All articles were reviewed for title/abstract, and the articles that met the inclusion criteria were also screened for full text. For data extraction and analysis purposes, we followed the Cochrane research methodology . Two authors (MK, LV) with backgrounds in clinical rehabilitation medicine independently screened all articles for title/abstract and full-text using EndNote X9. The two reviewers discussed disagreements in scoring the included articles. When the reviewers still disagreed after a second evaluation, a third author (RS) decided. With the same screening process, the level of evidence (Level selection) was assigned to all included articles. From all included articles, we extracted the studied population, the joint measured by the robotic device, the clinical measurement used as a reference, and if a control group was present.
Since our goal was to describe the level of evidence of the available literature and not to describe the accuracy itself (e.g., the sensitivity and specificity), we did not apply a quality assessment of the included studies.
The initial search strategy in databases yielded 3584 articles.

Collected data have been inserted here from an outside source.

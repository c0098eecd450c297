//! Collaborator seams around the overlay core.
//!
//! The core never parses PDFs, renders rasters or shells out on its own;
//! it goes through these traits so each collaborator can be swapped or
//! faked in tests.

use std::path::Path;

use image::RgbaImage;

use crate::error::Result;
use crate::layout::PageLayout;

/// Produces line items and page sizes for a document.
pub trait LayoutProvider: Send + Sync {
    fn extract(&self, pdf: &[u8]) -> Result<PageLayout>;
}

/// Renders one page of a PDF to an RGBA raster.
pub trait PageRasterizer: Send + Sync {
    /// `page_index` is 0-based.
    fn render_page(&self, pdf: &[u8], page_index: usize, dpi: f32) -> Result<RgbaImage>;
}

/// Stacks an overlay document on top of a base document, page by page.
pub trait DocumentMerger: Send + Sync {
    fn merge(&self, overlay: &[u8], base: &[u8]) -> Result<Vec<u8>>;
}

/// Produces a copy of a PDF with its text removed.
pub trait BackgroundStripper: Send + Sync {
    fn strip(&self, input: &Path, output: &Path) -> Result<()>;
}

With CoCites, an additional 144 articles were included, and the manual search added an additional 16 articles. After the entire selection process, a total of 59 articles (1.6%) were included in the systematic review (Fig. 1).
The characteristics of the included studies are shown in Additional file 2: Table S2, ordered by level of evidence. The total number of included patients was 1080; the mean sample size per study was 18 (± 18SD). In 42% of the studies, a control group was included. The total number of included controls was 504; the mean sample size per study was 9 (± 20SD). The majority of the studies measured adults with chronic stroke (68%); The other studies measured adults with subacute stroke (7%) and children with cerebral palsy (19%).

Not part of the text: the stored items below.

//! Line-level text extraction with MuPDF.

use mupdf::TextPageOptions;
use tracing::debug;

use crate::error::{Error, Result};
use crate::layout::{BoundingBox, LineItem, PageLayout};

use super::document::PdfDocument;
use super::traits::LayoutProvider;

/// Font size bounds for the line-height estimate.
const MIN_FONT_SIZE: f32 = 6.0;
const MAX_FONT_SIZE: f32 = 36.0;

/// Line box height undershoots the visual font size by about this factor.
const LINE_HEIGHT_TO_FONT_SIZE: f32 = 1.18;

/// Extracts embedded text as one item per MuPDF line.
#[derive(Debug, Clone, Copy, Default)]
pub struct MuPdfLayoutProvider;

impl MuPdfLayoutProvider {
    pub const fn new() -> Self {
        Self
    }

    /// Extract the lines of an already opened document.
    pub fn extract_document(&self, doc: &PdfDocument) -> Result<PageLayout> {
        let mu = doc.open_document()?;
        let mut layout = PageLayout::new(Vec::new(), doc.page_sizes().to_vec());

        for (index, size) in doc.page_sizes().iter().enumerate() {
            let page_number = u32::try_from(index + 1).map_err(|_| Error::PdfInvalidPage {
                page: index,
                total: doc.page_count(),
            })?;
            let page_index = super::document::mupdf_page_index(index, doc.page_count())?;

            let page = mu.load_page(page_index).map_err(|e| Error::PdfTextExtraction {
                page: index,
                reason: format!("Failed to load page: {e}"),
            })?;
            let origin = page.bounds().map_err(|e| Error::PdfTextExtraction {
                page: index,
                reason: format!("Failed to get bounds: {e}"),
            })?;
            let text_page = page
                .to_text_page(TextPageOptions::empty())
                .map_err(|e| Error::PdfTextExtraction {
                    page: index,
                    reason: format!("Failed to get text page: {e}"),
                })?;

            let mut line_no = 0usize;
            for block in text_page.blocks() {
                for line in block.lines() {
                    let mut text = String::new();
                    let mut bounds: Option<[f32; 4]> = None;

                    for text_char in line.chars() {
                        if let Some(c) = text_char.char() {
                            text.push(c);
                        }
                        let q = text_char.quad();
                        let char_box = [
                            q.ul.x.min(q.ur.x).min(q.ll.x).min(q.lr.x),
                            q.ul.y.min(q.ur.y).min(q.ll.y).min(q.lr.y),
                            q.ul.x.max(q.ur.x).max(q.ll.x).max(q.lr.x),
                            q.ul.y.max(q.ur.y).max(q.ll.y).max(q.lr.y),
                        ];
                        bounds = Some(bounds.map_or(char_box, |b| {
                            [
                                b[0].min(char_box[0]),
                                b[1].min(char_box[1]),
                                b[2].max(char_box[2]),
                                b[3].max(char_box[3]),
                            ]
                        }));
                    }

                    let text = text.trim();
                    let Some([x0, top, x1, bottom]) = bounds else {
                        continue;
                    };
                    if text.is_empty() {
                        continue;
                    }

                    let font_size = ((bottom - top) * LINE_HEIGHT_TO_FONT_SIZE)
                        .clamp(MIN_FONT_SIZE, MAX_FONT_SIZE);
                    let bbox = BoundingBox::from_top_left(
                        x0 - origin.x0,
                        top - origin.y0,
                        x1 - origin.x0,
                        bottom - origin.y0,
                        size.height,
                    );

                    line_no += 1;
                    let item = LineItem::new(
                        page_number,
                        bbox,
                        font_size,
                        text,
                        format!("p{page_number:03}_l{line_no:04}"),
                    );
                    if item.is_well_formed() {
                        layout.items.push(item);
                    }
                }
            }
            debug!("Page {}: extracted {} line(s)", page_number, line_no);
        }

        Ok(layout)
    }
}

impl LayoutProvider for MuPdfLayoutProvider {
    fn extract(&self, pdf: &[u8]) -> Result<PageLayout> {
        let doc = PdfDocument::from_bytes(pdf.to_vec())?;
        self.extract_document(&doc)
    }
}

Most studies measured the upper extremities (64%); the ankle (30%), wrist (29%) and elbow (27%) were the most often measured joints. The most commonly-used reference test to quantify spasticity was the MAS (70%). For viscoelastic joint properties, all articles used the passive range of motion as a reference test. Many different robotic devices were used; the NeuroFlexor (15%) and the Wristalyzer (3%) were most commonly used. Both devices performed Level I and II.
The majority of the studies (51%) measured both the viscoelastic joint properties and spasticity. As outcomes, most studies quantified the torque–angle curve during movement (66%) and the passive range of motion (37%). A test–retest analysis to evaluate the reliability of the measurements was performed in 19% of the studies. It should, however, be noted that reliability may have been performed already in an earlier study, as was the case in some of the Neuroflexor studies (for example, see Andringa 2020 or Plantin 2019).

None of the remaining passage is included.